APNewsBreak: Interior boss alters overhaul after pushback
APNewsBreak: Interior boss alters overhaul after pushback
By MATTHEW BROWN and DAN ELLIOTT, MATTHEW BROWN and DAN ELLIOTT, Associated Press
Published: February 23, 2018, 10:19 AM
BILLINGS, Mont. U.S. Interior Secretary Ryan Zinke is revamping a planned sweeping overhaul of his department with a new organizational map that more closely follows state lines instead of the natural boundaries he initially proposed, he told The Associated Press on Friday in an exclusive interview.
The changes follow complaints from a bipartisan group of Western state governors that Zinke did not consult them before unveiling his original plan last month. The agency oversees vast public lands, primarily in the U.S. West, ranging from protected national parks and wildlife refuges to areas where coal mining and energy exploration dominate the landscape.
Zinke told AP that his goal remains unchanged: decentralizing the Interior Departments bureaucracy and creating 13 regional headquarters. ... At present we are mismanaging and squandering our assets through a layered bureaucracy that reflects a very old department that really has not reorganized since the turn of the last century, he said.

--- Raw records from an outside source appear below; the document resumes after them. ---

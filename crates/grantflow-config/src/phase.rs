use serde::{Deserialize, Serialize};

use crate::enums::PhaseOutcome;
use crate::permissions::PermissionsDef;
use crate::stage::StageDef;
use crate::transition::{DetailedAction, TransitionDef};

/// One node of a workflow definition.
#[derive(Debug, Clone, PartialEq, Eq, Serialize, Deserialize)]
pub struct PhaseDef {
  pub name: String,
  /// Staff facing name.
  pub display: String,
  pub stage: StageDef,
  pub permissions: PermissionsDef,
  /// Applicant facing name. Mutually exclusive with `future`.
  #[serde(default, skip_serializing_if = "Option::is_none")]
  pub public: Option<String>,
  /// Name shown while the phase is still ahead. Mutually exclusive with `public`.
  #[serde(default, skip_serializing_if = "Option::is_none")]
  pub future: Option<String>,
  #[serde(default, skip_serializing_if = "Vec::is_empty")]
  pub transitions: Vec<TransitionDef>,
  #[serde(default, skip_serializing_if = "Option::is_none")]
  pub outcome: Option<PhaseOutcome>,
}

impl PhaseDef {
  pub fn new(
    name: impl Into<String>,
    display: impl Into<String>,
    stage: impl Into<StageDef>,
    permissions: impl Into<PermissionsDef>,
  ) -> Self {
    Self {
      name: name.into(),
      display: display.into(),
      stage: stage.into(),
      permissions: permissions.into(),
      public: None,
      future: None,
      transitions: Vec::new(),
      outcome: None,
    }
  }

  pub fn public(mut self, public: impl Into<String>) -> Self {
    self.public = Some(public.into());
    self
  }

  pub fn future(mut self, future: impl Into<String>) -> Self {
    self.future = Some(future.into());
    self
  }

  pub fn outcome(mut self, outcome: PhaseOutcome) -> Self {
    self.outcome = Some(outcome);
    self
  }

  /// Add a shorthand transition.
  pub fn to(mut self, target: impl Into<String>, display: impl Into<String>) -> Self {
    self.transitions.push(TransitionDef::label(target, display));
    self
  }

  pub fn to_detailed(mut self, target: impl Into<String>, action: DetailedAction) -> Self {
    self.transitions.push(TransitionDef::detailed(target, action));
    self
  }
}

/// Phases that are alternative states of the same step of progress.
/// The first phase is the one shown in progress indicators.
#[derive(Debug, Clone, Default, PartialEq, Eq, Serialize, Deserialize)]
#[serde(transparent)]
pub struct StepDef {
  pub phases: Vec<PhaseDef>,
}

impl StepDef {
  pub fn new(phases: Vec<PhaseDef>) -> Self {
    Self { phases }
  }
}

impl From<PhaseDef> for StepDef {
  fn from(phase: PhaseDef) -> Self {
    Self {
      phases: vec![phase],
    }
  }
}
//! Grantflow Registry
//!
//! The built-in application workflows and everything derived from them: status
//! groups, filter buckets, determination outcomes and action lookups.
//!
//! The registry is built once per process, either explicitly with [`init`] or
//! lazily on the first call to [`global`], and never changes afterwards.

mod actions;
mod definitions;
mod error;
mod registry;
pub mod stages;
mod statuses;

use std::sync::OnceLock;

use grantflow_config::Settings;

pub use actions::{ActionGroup, ActionMapping, DeterminationOutcome};
pub use definitions::{SingleStageVariant, builtin_definitions};
pub use error::RegistryError;
pub use registry::{OutcomeConflict, WorkflowRegistry};
pub use statuses::{
  StatusBucket, StatusGroups, is_accepted_status, is_active_status, is_dismissed_status,
  is_ext_review_status, is_review_status,
};

static REGISTRY: OnceLock<WorkflowRegistry> = OnceLock::new();

/// Build the process-wide registry from `settings`.
///
/// Fails with [`RegistryError::AlreadyInitialized`] once the registry exists,
/// including when [`global`] already built the default one.
pub fn init(settings: &Settings) -> Result<&'static WorkflowRegistry, RegistryError> {
  if REGISTRY.get().is_some() {
    return Err(RegistryError::AlreadyInitialized);
  }
  let registry = WorkflowRegistry::load(settings)?;
  REGISTRY
    .set(registry)
    .map_err(|_| RegistryError::AlreadyInitialized)?;
  Ok(global())
}

/// The process-wide registry, built from default settings on first use when
/// [`init`] was not called.
///
/// # Panics
///
/// Panics if the built-in workflow tables are invalid.
pub fn global() -> &'static WorkflowRegistry {
  REGISTRY.get_or_init(|| {
    WorkflowRegistry::builtin(&Settings::default())
      .unwrap_or_else(|err| panic!("built-in workflows are invalid: {err}"))
  })
}
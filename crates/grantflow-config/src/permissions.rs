use serde::{Deserialize, Serialize};

use crate::enums::{PermissionPreset, Role};

/// Who may edit, review and view a phase.
///
/// Either one of the shared presets by name, or explicit role lists. A missing
/// `view` list means the default visibility (staff, applicant, reviewer, partner).
#[derive(Debug, Clone, PartialEq, Eq, Serialize, Deserialize)]
#[serde(untagged)]
pub enum PermissionsDef {
  Preset(PermissionPreset),
  Explicit {
    #[serde(default, skip_serializing_if = "Vec::is_empty")]
    edit: Vec<Role>,
    #[serde(default, skip_serializing_if = "Vec::is_empty")]
    review: Vec<Role>,
    #[serde(default, skip_serializing_if = "Option::is_none")]
    view: Option<Vec<Role>>,
  },
}

impl From<PermissionPreset> for PermissionsDef {
  fn from(preset: PermissionPreset) -> Self {
    PermissionsDef::Preset(preset)
  }
}
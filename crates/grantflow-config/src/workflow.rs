use serde::{Deserialize, Serialize};

use crate::phase::StepDef;

#[derive(Debug, Clone, PartialEq, Eq, Serialize, Deserialize)]
pub struct WorkflowDef {
  /// Human readable name, e.g. "Concept & Proposal".
  pub name: String,
  /// Registry key stored on submissions, e.g. "double".
  pub admin_name: String,
  pub steps: Vec<StepDef>,
}

impl WorkflowDef {
  /// Parse a definition from a JSON document.
  pub fn from_json(input: &str) -> Result<Self, serde_json::Error> {
    serde_json::from_str(input)
  }
}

We will be moving assets to the front lines and moving authority to make decisions and, I would argue, better decisions to the front lines.

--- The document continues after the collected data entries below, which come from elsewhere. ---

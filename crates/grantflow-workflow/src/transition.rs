use std::collections::{BTreeMap, BTreeSet};

use grantflow_config::{ActionDef, TransitionDef};
use serde::Serialize;

use crate::role::RoleSet;
use crate::slug::slugify;

/// A permission gated edge from one phase to `target`.
#[derive(Debug, Clone, PartialEq, Eq, Serialize)]
pub struct Transition {
  pub target: String,
  pub display: String,
  pub permissions: RoleSet,
  /// Side effect the collaborator runs when the transition is taken.
  #[serde(skip_serializing_if = "Option::is_none")]
  pub method: Option<String>,
  /// Names of conditions that must all hold on the submission.
  #[serde(skip_serializing_if = "Vec::is_empty")]
  pub conditions: Vec<String>,
  #[serde(skip_serializing_if = "Option::is_none")]
  pub custom: Option<BTreeMap<String, bool>>,
}

impl Transition {
  /// Normalize a declared transition. A bare label becomes a transition that
  /// staff, lead and admin may take with no side effect and no conditions.
  pub fn from_def(def: &TransitionDef) -> Self {
    match &def.action {
      ActionDef::Label(display) => Self {
        target: def.target.clone(),
        display: display.clone(),
        permissions: RoleSet::staff_lead_admin(),
        method: None,
        conditions: Vec::new(),
        custom: None,
      },
      ActionDef::Detailed(action) => Self {
        target: def.target.clone(),
        display: action.display.clone(),
        permissions: action
          .permissions
          .as_deref()
          .map(RoleSet::from)
          .unwrap_or_else(RoleSet::staff_lead_admin),
        method: action.method.clone(),
        conditions: action
          .conditions
          .as_deref()
          .map(parse_conditions)
          .unwrap_or_default(),
        custom: action.custom.clone(),
      },
    }
  }

  /// Slug of the display label, shared by every transition with the same label.
  pub fn action_slug(&self) -> String {
    slugify(&self.display)
  }

  pub fn is_permitted(&self, roles: &RoleSet) -> bool {
    self.permissions.intersects(roles)
  }

  /// The first declared condition that does not hold, if any.
  pub fn unmet_condition(&self, conditions: &dyn ConditionCheck) -> Option<&str> {
    self
      .conditions
      .iter()
      .map(String::as_str)
      .find(|condition| !conditions.holds(condition))
  }

  pub fn is_available(&self, roles: &RoleSet, conditions: &dyn ConditionCheck) -> bool {
    self.is_permitted(roles) && self.unmet_condition(conditions).is_none()
  }
}

fn parse_conditions(value: &str) -> Vec<String> {
  value
    .split(',')
    .map(str::trim)
    .filter(|condition| !condition.is_empty())
    .map(str::to_string)
    .collect()
}

/// Evaluates named transition conditions against a submission.
///
/// Conditions are owned by the collaborator (e.g. "not_progressed" asks whether
/// a concept was already turned into a proposal).
pub trait ConditionCheck {
  fn holds(&self, condition: &str) -> bool;
}

/// No condition holds.
#[derive(Debug, Clone, Copy, Default)]
pub struct NoConditions;

impl ConditionCheck for NoConditions {
  fn holds(&self, _condition: &str) -> bool {
    false
  }
}

impl ConditionCheck for BTreeSet<String> {
  fn holds(&self, condition: &str) -> bool {
    self.contains(condition)
  }
}

impl<const N: usize> ConditionCheck for [&str; N] {
  fn holds(&self, condition: &str) -> bool {
    self.contains(&condition)
  }
}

The redrawn map shows that states such as Colorado, New Mexico and Wyoming would fall within a single region instead of being split among multiple regions. Other states remain divided, including California, Nevada, Montana and Oregon. ... Aspects of the original map which was first made public by AP remain, with some regions labeled according to river systems, such as the Upper Colorado Basin and the Missouri Basin. But the new lines tend to cut across geographic features and follow state lines, not boundaries of rivers and ecosystems.